Electrical burns are injuries that occur after a person comes in direct contact with electricity. While the extent of these injuries can often vary, from something that simply needs first aid, to an injury that needs medical treatment or even hospitalization, these burns can be very common in the workplace.
This can be especially true when it comes to specific, more at-risk industries, where handling electricity and electrical components is commonplace.
How do Electrical Burns Happen?
Although electrical burns can happen at any time, in any workplace, those in construction, roofing, or job roles that work directly with installing electricity are typically most at risk.
This can be due to a number of reasons, but mainly because those in these industries are often heavily involved in tasks involving electricity, sometimes even daily.
Electrical burns can come from a number of different sources, including:
The good news? A vast majority of electrical burns can easily be prevented with extra diligence and sufficient training.
For example, ensure you don’t use electrical items near water, that you replace frayed cords, and that any old tools or appliances are replaced immediately when needed, especially if they’re causing sparks or shocks.
What Should You Do if an Electrical Injury Occurs?
If an electrical burn happens to you, there are a number of things that you, those around you, and/or someone you trust should do immediately afterwards:
1. Turn off the source of electricity
Often when electrical burns occur, the person on the receiving end may still be attached to the electrical current. This makes it imperative to turn off all sources of electricity near the person, preventing them from receiving continued shocks, and anyone else from being injured while helping.
With that being said, everyone in the workplace should have knowledge of all of the varying sources of electricity in the building, and where those sources can be cut in the case of an emergency.
2. Move away from the source
Often, electrical burns are caused by sparks or explosions that happen at a specific source. This makes it imperative to move away from whatever caused injury in the first place, helping to prevent further injury to the victim or anyone else.
This will give the injured party a chance to be initially examined, and help to be safely called.
3. Get medical assistance
When it comes to burns that occur from electricity, signs of injury can often be hidden. While there may be little or no damage shown on the outside, electric currents traveling through one’s body can cause a number of internal issues, including heart arrhythmia’s, tissue degeneration, and muscle damage.
This means that being seen by a doctor afterwards is imperative, even if injuries don’t outwardly appear to be severe.
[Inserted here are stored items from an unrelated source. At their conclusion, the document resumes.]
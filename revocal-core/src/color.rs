//! Color normalization seam for theme output.

/// Turns a user-supplied CSS color into the form the render layer
/// interpolates into its output. Implementations must be pure.
pub trait DisplayColor {
    fn to_display_color(&self, input: &str) -> String;
}

/// Lowercases and trims, and expands `#rgb`/`#rgba` shorthand to full hex.
/// Other syntaxes (`rgb(...)`, named colors) pass through.
#[derive(Debug, Clone, Copy, Default)]
pub struct CssColor;

impl DisplayColor for CssColor {
    fn to_display_color(&self, input: &str) -> String {
        let color = input.trim().to_ascii_lowercase();

        match color.strip_prefix('#') {
            Some(hex) if (hex.len() == 3 || hex.len() == 4) && hex.chars().all(|c| c.is_ascii_hexdigit()) => {
                let mut expanded = String::with_capacity(1 + hex.len() * 2);
                expanded.push('#');
                for c in hex.chars() {
                    expanded.push(c);
                    expanded.push(c);
                }
                expanded
            }
            _ => color,
        }
    }
}

impl<F> DisplayColor for F
where
    F: Fn(&str) -> String,
{
    fn to_display_color(&self, input: &str) -> String {
        self(input)
    }
}

#[cfg(test)]
mod tests {
    use super::*;

    #[test]
    fn test_expands_shorthand_hex() {
        assert_eq!(CssColor.to_display_color("#ABC"), "#aabbcc");
        assert_eq!(CssColor.to_display_color(" #abcd "), "#aabbccdd");
    }

    #[test]
    fn test_other_syntaxes_pass_through() {
        assert_eq!(CssColor.to_display_color("#4F6995"), "#4f6995");
        assert_eq!(CssColor.to_display_color("Orange"), "orange");
        assert_eq!(CssColor.to_display_color("rgb(1, 2, 3)"), "rgb(1, 2, 3)");
        assert_eq!(CssColor.to_display_color("#xyz"), "#xyz");
    }

    #[test]
    fn test_closures_are_color_formatters() {
        let upper = |s: &str| s.to_uppercase();
        assert_eq!(upper.to_display_color("red"), "RED");
    }
}
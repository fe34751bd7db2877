//! The scrape pipeline: resolve → synthesize → render.

use std::time::Duration;

use tracing::debug;

use crate::collector::{PortResolver, ResolverOptions};
use crate::vsish::{Gateway, Vsish, VsishCommand};
use crate::{exposition, metrics, util};

/// Where the `esxi_name` label comes from.
#[derive(Debug, Clone)]
pub enum HostnameSource {
    /// Looked up on every scrape.
    System,
    Fixed(String),
}

/// Produces exposition text from a `vsish` implementation.
///
/// Holds no data between scrapes; every call starts from the port listing.
pub struct Exporter<V: Vsish> {
    resolver: PortResolver<V>,
    hostname: HostnameSource,
    hostname_timeout: Duration,
}

impl<V: Vsish> Exporter<V> {
    pub fn new(vsish: V, options: ResolverOptions) -> Self {
        Self {
            resolver: PortResolver::new(Gateway::new(vsish), options),
            hostname: HostnameSource::System,
            hostname_timeout: VsishCommand::DEFAULT_TIMEOUT,
        }
    }

    pub fn with_hostname(mut self, hostname: HostnameSource) -> Self {
        self.hostname = hostname;
        self
    }

    /// Bounds the system hostname lookup.
    pub fn with_hostname_timeout(mut self, limit: Duration) -> Self {
        self.hostname_timeout = limit;
        self
    }

    /// Runs one full poll and renders it.
    ///
    /// Never fails: unavailable data shrinks the output instead.
    pub async fn scrape(&mut self) -> String {
        let bundles = self.resolver.resolve().await;
        let esxi_name = match &self.hostname {
            HostnameSource::System => util::hostname(self.hostname_timeout).await,
            HostnameSource::Fixed(name) => name.clone(),
        };

        let samples = metrics::synthesize(&bundles, &esxi_name);
        debug!(ports = bundles.len(), samples = samples.len(), "scrape complete");
        exposition::render(&samples)
    }
}
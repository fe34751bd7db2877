//! Access logging middleware.
//!
//! One line per request. Scrape responses carry their body size so a
//! shrinking `/metrics` output shows up in the log.

use std::future::Future;
use std::net::SocketAddr;
use std::pin::Pin;
use std::task::{Context, Poll};
use std::time::Instant;

use axum::body::HttpBody;
use axum::extract::{ConnectInfo, Request};
use tracing::info;

#[derive(Clone)]
pub(crate) struct AccessLogLayer;

impl<S> tower::Layer<S> for AccessLogLayer {
    type Service = AccessLogService<S>;
    fn layer(&self, inner: S) -> Self::Service {
        AccessLogService { inner }
    }
}

#[derive(Clone)]
pub(crate) struct AccessLogService<S> {
    inner: S,
}

impl<S> tower::Service<Request> for AccessLogService<S>
where
    S: tower::Service<Request, Response = axum::response::Response> + Clone + Send + 'static,
    S::Future: Send,
{
    type Response = axum::response::Response;
    type Error = S::Error;
    type Future = Pin<Box<dyn Future<Output = Result<Self::Response, Self::Error>> + Send>>;

    fn poll_ready(&mut self, cx: &mut Context<'_>) -> Poll<Result<(), Self::Error>> {
        self.inner.poll_ready(cx)
    }

    fn call(&mut self, req: Request) -> Self::Future {
        let method = req.method().clone();
        let path = req.uri().path().to_owned();
        let client = req
            .extensions()
            .get::<ConnectInfo<SocketAddr>>()
            .map(|ci| ci.0.ip().to_string())
            .unwrap_or_else(|| "-".to_owned());
        let t0 = Instant::now();

        let mut inner = self.inner.clone();
        Box::pin(async move {
            let response = inner.call(req).await?;
            let latency_ms = t0.elapsed().as_millis() as u64;
            let status = response.status().as_u16();
            let bytes = response.body().size_hint().exact();
            info!(client, status, bytes, latency_ms, "{method} {path}");
            Ok(response)
        })
    }
}
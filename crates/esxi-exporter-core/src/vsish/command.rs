//! `vsish` invoked as a subprocess.

use std::ffi::OsStr;
use std::path::PathBuf;
use std::process::Stdio;
use std::time::Duration;

use async_trait::async_trait;
use tokio::process::Command;
use tokio::time::timeout;
use tracing::{trace, warn};

use super::{CommandError, Vsish};

/// Runs the real `vsish` binary.
///
/// Every invocation is bounded by a timeout; a child that outlives it is
/// killed when its future is dropped.
#[derive(Debug, Clone)]
pub struct VsishCommand {
    binary: PathBuf,
    timeout: Duration,
}

impl VsishCommand {
    /// Timeout applied when none is configured.
    pub const DEFAULT_TIMEOUT: Duration = Duration::from_secs(10);

    /// Creates a runner for the given binary (a bare name is looked up in `PATH`).
    pub fn new(binary: impl Into<PathBuf>) -> Self {
        Self {
            binary: binary.into(),
            timeout: Self::DEFAULT_TIMEOUT,
        }
    }

    pub fn with_timeout(mut self, timeout: Duration) -> Self {
        self.timeout = timeout;
        self
    }

    async fn run<I, S>(&self, args: I) -> Result<String, CommandError>
    where
        I: IntoIterator<Item = S>,
        S: AsRef<OsStr>,
    {
        let mut cmd = Command::new(&self.binary);
        cmd.args(args)
            .stdin(Stdio::null())
            .stdout(Stdio::piped())
            .stderr(Stdio::piped())
            .kill_on_drop(true);

        let output = match timeout(self.timeout, cmd.output()).await {
            Ok(result) => result
                .map_err(|e| CommandError::Spawn(format!("{}: {}", self.binary.display(), e)))?,
            Err(_) => {
                warn!(binary = %self.binary.display(), timeout = ?self.timeout, "vsish timed out, killed");
                return Err(CommandError::Timeout(self.timeout));
            }
        };

        if !output.status.success() {
            return Err(CommandError::Failed {
                status: output.status.to_string(),
                stderr: String::from_utf8_lossy(&output.stderr).into_owned(),
            });
        }

        trace!(bytes = output.stdout.len(), "vsish output");
        Ok(String::from_utf8_lossy(&output.stdout).into_owned())
    }
}

impl Default for VsishCommand {
    fn default() -> Self {
        Self::new("vsish")
    }
}

#[async_trait]
impl Vsish for VsishCommand {
    async fn ls(&self, path: &str) -> Result<String, CommandError> {
        self.run(["-e", "ls", path]).await
    }

    async fn cat(&self, paths: &[String]) -> Result<String, CommandError> {
        let args = ["-p", "-e", "cat"]
            .into_iter()
            .map(str::to_owned)
            .chain(paths.iter().cloned());
        self.run(args).await
    }
}

#[cfg(all(test, unix))]
mod tests {
    use super::*;

    #[tokio::test]
    async fn test_missing_binary_is_spawn_error() {
        let vsish = VsishCommand::new("/nonexistent/vsish-12345");
        let err = vsish.ls("/net/openPorts").await.unwrap_err();
        assert!(matches!(err, CommandError::Spawn(_)));
        assert!(err.to_string().contains("failed to start"));
    }

    #[tokio::test]
    async fn test_nonzero_exit_is_failure() {
        // `false` ignores its arguments and exits 1.
        let vsish = VsishCommand::new("false");
        let err = vsish.cat(&["/net/openPorts/1/type".to_string()]).await.unwrap_err();
        assert!(matches!(err, CommandError::Failed { .. }));
    }

    #[tokio::test]
    async fn test_successful_run_returns_stdout() {
        // `true` ignores its arguments and prints nothing.
        let vsish = VsishCommand::new("true").with_timeout(Duration::from_secs(5));
        assert_eq!(vsish.ls("/net/openPorts").await.unwrap(), "");
    }

    #[tokio::test]
    async fn test_hung_tool_times_out() {
        use std::os::unix::fs::PermissionsExt;
        use std::time::Instant;

        let dir = tempfile::tempdir().unwrap();
        let script = dir.path().join("vsish");
        std::fs::write(&script, "#!/bin/sh\nexec sleep 30\n").unwrap();
        std::fs::set_permissions(&script, std::fs::Permissions::from_mode(0o755)).unwrap();

        let vsish = VsishCommand::new(&script).with_timeout(Duration::from_millis(200));
        let started = Instant::now();
        let mut result = vsish.ls("/net/openPorts").await;
        // A freshly written script can briefly report "text file busy" while
        // another test forks.
        for _ in 0..3 {
            if !matches!(result, Err(CommandError::Spawn(_))) {
                break;
            }
            tokio::time::sleep(Duration::from_millis(50)).await;
            result = vsish.ls("/net/openPorts").await;
        }

        let err = result.unwrap_err();
        assert!(matches!(err, CommandError::Timeout(limit) if limit == Duration::from_millis(200)));
        assert!(err.to_string().contains("timed out"));
        assert!(started.elapsed() < Duration::from_secs(10));
    }
}
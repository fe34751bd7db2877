//! Shared application state.

use std::sync::Arc;

use tokio::sync::Mutex;

use esxi_exporter_core::exporter::Exporter;
use esxi_exporter_core::vsish::Vsish;

/// The exporter behind a lock: one scrape runs at a time, so `vsish` is
/// never invoked concurrently by this process.
pub(crate) type SharedExporter = Arc<Mutex<Exporter<Box<dyn Vsish>>>>;
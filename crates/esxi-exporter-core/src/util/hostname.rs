//! Local host name lookup.

use std::env;
use std::time::Duration;

use tokio::process::Command;
use tokio::time::timeout;
use tracing::debug;

/// Gets the machine hostname via the `hostname` command.
///
/// Falls back to `$HOSTNAME`, then to an empty string. Not cached: the name
/// is looked up on every call.
pub async fn hostname(limit: Duration) -> String {
    let mut cmd = Command::new("hostname");
    cmd.kill_on_drop(true);

    let from_command = match timeout(limit, cmd.output()).await {
        Ok(Ok(out)) if out.status.success() => String::from_utf8(out.stdout)
            .ok()
            .map(|s| s.trim().to_string())
            .filter(|s| !s.is_empty()),
        Ok(Ok(out)) => {
            debug!(status = %out.status, "hostname command failed");
            None
        }
        Ok(Err(e)) => {
            debug!(error = %e, "hostname command unavailable");
            None
        }
        Err(_) => {
            debug!(timeout = ?limit, "hostname command timed out");
            None
        }
    };

    from_command
        .or_else(|| env::var("HOSTNAME").ok().filter(|s| !s.is_empty()))
        .unwrap_or_default()
}
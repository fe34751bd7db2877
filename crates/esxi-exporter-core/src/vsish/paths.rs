//! Builders for `vsish` node paths.
//!
//! Every path the exporter reads is produced here, one function per family.

use super::PortId;

const OPEN_PORTS: &str = "/net/openPorts";
const PORTSETS: &str = "/net/portsets";

/// Per-device statistics nodes read in addition to the base `stats` node.
#[derive(Debug, Clone, Copy, PartialEq, Eq, Hash)]
pub enum SummaryKind {
    Vmxnet3Rx,
    Vmxnet3Tx,
    E1000Rx,
    E1000Tx,
}

impl SummaryKind {
    /// Node path relative to the port directory.
    pub fn node(self) -> &'static str {
        match self {
            SummaryKind::Vmxnet3Rx => "vmxnet3/rxSummary",
            SummaryKind::Vmxnet3Tx => "vmxnet3/txSummary",
            SummaryKind::E1000Rx => "e1000/rxQueueStats",
            SummaryKind::E1000Tx => "e1000/txQueueStats",
        }
    }
}

/// Directory listing every open port.
pub fn open_ports_root() -> &'static str {
    OPEN_PORTS
}

/// `/net/openPorts/{id}/type`
pub fn port_type(port: PortId) -> String {
    format!("{OPEN_PORTS}/{port}/type")
}

/// `/net/portsets/{portset}/ports/{id}/status`
pub fn port_status(portset: &str, port: PortId) -> String {
    format!("{}/status", port_dir(portset, port))
}

/// `/net/portsets/{portset}/ports/{id}/stats`
pub fn port_stats(portset: &str, port: PortId) -> String {
    format!("{}/stats", port_dir(portset, port))
}

/// `/net/portsets/{portset}/ports/{id}/{vmxnet3|e1000}/...`
pub fn summary(portset: &str, port: PortId, kind: SummaryKind) -> String {
    format!("{}/{}", port_dir(portset, port), kind.node())
}

fn port_dir(portset: &str, port: PortId) -> String {
    format!("{PORTSETS}/{portset}/ports/{port}")
}

#[cfg(test)]
mod tests {
    use super::*;

    #[test]
    fn test_paths() {
        assert_eq!(port_type(33554433), "/net/openPorts/33554433/type");
        assert_eq!(
            port_status("vSwitch0", 17),
            "/net/portsets/vSwitch0/ports/17/status"
        );
        assert_eq!(
            port_stats("vSwitch0", 17),
            "/net/portsets/vSwitch0/ports/17/stats"
        );
        assert_eq!(
            summary("vSwitch0", 17, SummaryKind::Vmxnet3Rx),
            "/net/portsets/vSwitch0/ports/17/vmxnet3/rxSummary"
        );
        assert_eq!(
            summary("DvsPortset-0", 5, SummaryKind::E1000Tx),
            "/net/portsets/DvsPortset-0/ports/5/e1000/txQueueStats"
        );
    }
}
By immediately being seen by a medical professional after electrical accidents occur, anyone burnt has the opportunity to be thoroughly examined, and the extent of any injuries can be both determined and treated as quickly as possible.
4. Document your injuries as best you can
Again, although injuries are not always plainly visible, they’re often uncovered after a medical examination. With that being said, if there are any visible signs of trauma, take pictures and be sure to secure copies of all medical documents.
Should you choose to pursue your legal rights to recoup pain, suffering, or monetary losses from injuries where someone else is at fault, these will be key in helping to support your case.
5. Seek the help of a lawyer
When electrical injuries occur at work, it can often be due to insufficient upkeep of electrical sources, negligence, or unkempt working conditions. With that in mind, even if you’re unsure if you have a case, contacting a lawyer is always a good idea (when and if you’re able).
Not only will this give you the opportunity to understand if you have a potential case, it can help you to get a full grasp of your rights as an electrical burn victim in the workplace.
Electrical injuries can be a painful event to go through on many fronts, but remember, prevention is key. If you ever feel that your workplace is unsafe or that processes need to be changed, always voice your concerns with your manager or human resources department.
You could end up not only saving pain and suffering for yourself, but for your colleagues as well.